Cordonnier D, Alix J L, Schaerer R, Swiercz P, Vialtel P, Bayle F
Presse Med. 1984 Apr 28;13(18):1141-5.
The renal toxicity of antitumoral drugs is an increasingly disturbing problem. These drugs are now prescribed in an ever wider variety of cases, and delayed renal reactions, previously unknown, are revealed by the longer survivals obtained. For a number of years, patients whose cancer had been cured have been placed under haemodialysis on account of drug-induced renal failure. The renal toxicity of cisplatinum, nitrosoureas and methotrexate is well-known, but mitomycin C is also capable of inducing permanent renal failure; the delayed toxicity of this drug explains that it has long been underestimated.

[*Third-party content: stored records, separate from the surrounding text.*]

//! Configuration Loader
//!
//! Loads configuration from defaults, config files and the environment, in
//! that order of increasing precedence, then validates the result.

use crate::config::AvtrackConfig;
use crate::error::{AvtrackError, Result};
use avtrack_common::{CONFIG_DIR_NAME, CONFIG_FILE_STEM};
use std::collections::HashMap;
use std::path::{Path, PathBuf};
use tracing::{debug, info, warn};

const CONFIG_EXTENSIONS: [&str; 3] = ["json", "yaml", "yml"];

/// Configuration loader that handles multiple sources with precedence
#[derive(Debug, Clone)]
pub struct ConfigLoader {
    /// Base configuration
    base_config: AvtrackConfig,
    /// Configuration files, merged in order so later files win
    config_paths: Vec<PathBuf>,
    /// Whether to load from environment variables
    load_from_env: bool,
    /// Variables to use instead of the process environment
    env_vars: Option<HashMap<String, String>>,
    /// Fail on missing or unreadable files instead of skipping them
    strict: bool,
    /// Whether to validate the final configuration
    validate: bool,
}

impl ConfigLoader {
    /// Create a new configuration loader
    #[must_use]
    pub fn new() -> Self {
        Self {
            base_config: AvtrackConfig::default(),
            config_paths: Self::get_default_config_paths(),
            load_from_env: true,
            env_vars: None,
            strict: false,
            validate: true,
        }
    }

    /// Set the base configuration
    #[must_use]
    pub fn with_base_config(mut self, config: AvtrackConfig) -> Self {
        self.base_config = config;
        self
    }

    /// Add a configuration file path
    #[must_use]
    pub fn add_config_path<P: AsRef<Path>>(mut self, path: P) -> Self {
        self.config_paths.push(path.as_ref().to_path_buf());
        self
    }

    /// Set configuration file paths
    #[must_use]
    pub fn with_config_paths<P: AsRef<Path>>(mut self, paths: Vec<P>) -> Self {
        self.config_paths = paths
            .into_iter()
            .map(|p| p.as_ref().to_path_buf())
            .collect();
        self
    }

    /// Disable loading from environment variables
    #[must_use]
    pub fn without_env_loading(mut self) -> Self {
        self.load_from_env = false;
        self
    }

    /// Read overrides from `vars` instead of the process environment
    #[must_use]
    pub fn with_env_vars(mut self, vars: HashMap<String, String>) -> Self {
        self.env_vars = Some(vars);
        self.load_from_env = true;
        self
    }

    /// Treat every configured file as required
    #[must_use]
    pub fn strict(mut self) -> Self {
        self.strict = true;
        self
    }

    /// Enable or disable configuration validation
    #[must_use]
    pub fn with_validation(mut self, enabled: bool) -> Self {
        self.validate = enabled;
        self
    }

    /// Load configuration from all sources
    ///
    /// # Errors
    /// Returns an error if configuration cannot be loaded or is invalid
    pub fn load(&self) -> Result<AvtrackConfig> {
        let mut config = self.base_config.clone();
        debug!("Starting configuration loading process");

        for path in &self.config_paths {
            if !path.exists() {
                if self.strict {
                    return Err(AvtrackError::configuration(format!(
                        "Configuration file not found: {}",
                        path.display()
                    )));
                }
                debug!("Configuration file not found: {}", path.display());
                continue;
            }

            debug!("Loading configuration from file: {}", path.display());
            match AvtrackConfig::read_layer(path).and_then(|layer| config.merge_with(&layer)) {
                Ok(()) => info!("Loaded configuration from: {}", path.display()),
                Err(e) if self.strict => return Err(e),
                Err(e) => {
                    warn!(
                        "Failed to load configuration from {}: {}",
                        path.display(),
                        e
                    );
                }
            }
        }

        if self.load_from_env {
            debug!("Loading configuration from environment variables");
            match &self.env_vars {
                Some(vars) => config.apply_env_with(|key| vars.get(key).cloned())?,
                None => config.apply_env()?,
            }
        }

        if self.validate {
            config.validate()?;
            debug!("Configuration validation passed");
        }

        Ok(config)
    }

    /// Default configuration files, least specific first
    ///
    /// System, then user, then the working directory, so a project-local file
    /// overrides the others.
    #[must_use]
    pub fn get_default_config_paths() -> Vec<PathBuf> {
        let dirs = [
            Self::get_system_config_dir(),
            Self::get_user_config_dir(),
            PathBuf::new(),
        ];
        dirs.iter()
            .flat_map(|dir| {
                CONFIG_EXTENSIONS
                    .iter()
                    .map(move |ext| dir.join(format!("{CONFIG_FILE_STEM}.{ext}")))
            })
            .collect()
    }

    /// Get the user configuration directory
    #[must_use]
    pub fn get_user_config_dir() -> PathBuf {
        if let Ok(xdg) = std::env::var("XDG_CONFIG_HOME") {
            PathBuf::from(xdg).join(CONFIG_DIR_NAME)
        } else if let Ok(home) = std::env::var("HOME") {
            PathBuf::from(home).join(".config").join(CONFIG_DIR_NAME)
        } else if let Ok(userprofile) = std::env::var("USERPROFILE") {
            // Windows
            PathBuf::from(userprofile)
                .join("AppData")
                .join("Roaming")
                .join(CONFIG_DIR_NAME)
        } else {
            PathBuf::from("~/.config").join(CONFIG_DIR_NAME)
        }
    }

    /// Get the system configuration directory
    #[must_use]
    pub fn get_system_config_dir() -> PathBuf {
        if cfg!(target_os = "macos") {
            PathBuf::from("/Library/Application Support").join(CONFIG_DIR_NAME)
        } else if cfg!(target_os = "windows") {
            PathBuf::from("C:\\ProgramData").join(CONFIG_DIR_NAME)
        } else {
            PathBuf::from("/etc").join(CONFIG_DIR_NAME)
        }
    }
}

impl Default for ConfigLoader {
    fn default() -> Self {
        Self::new()
    }
}

/// Quick configuration loader that uses the default sources
///
/// # Errors
/// Returns an error if configuration cannot be loaded
pub fn load_config() -> Result<AvtrackConfig> {
    ConfigLoader::new().load()
}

This example emphasizes the need for close co-operation between oncologists, nephrologists and pharmacologists in order to determine, for each patient, the most effective treatment with the minimum of side effects.
抗肿瘤药物的肾毒性是一个日益令人不安的问题。现在这些药物在越来越多的病例中被使用,并且由于患者存活时间延长,以前未知的延迟性肾反应也显现出来。多年来,一些癌症已治愈的患者因药物性肾衰竭而接受血液透析。顺铂、亚硝基脲和甲氨蝶呤的肾毒性是众所周知的,但丝裂霉素C也能够诱发永久性肾衰竭;这种药物的延迟毒性解释了它长期以来一直被低估的原因。这个例子强调了肿瘤学家、肾病学家和药理学家密切合作的必要性,以便为每个患者确定副作用最小的最有效治疗方法。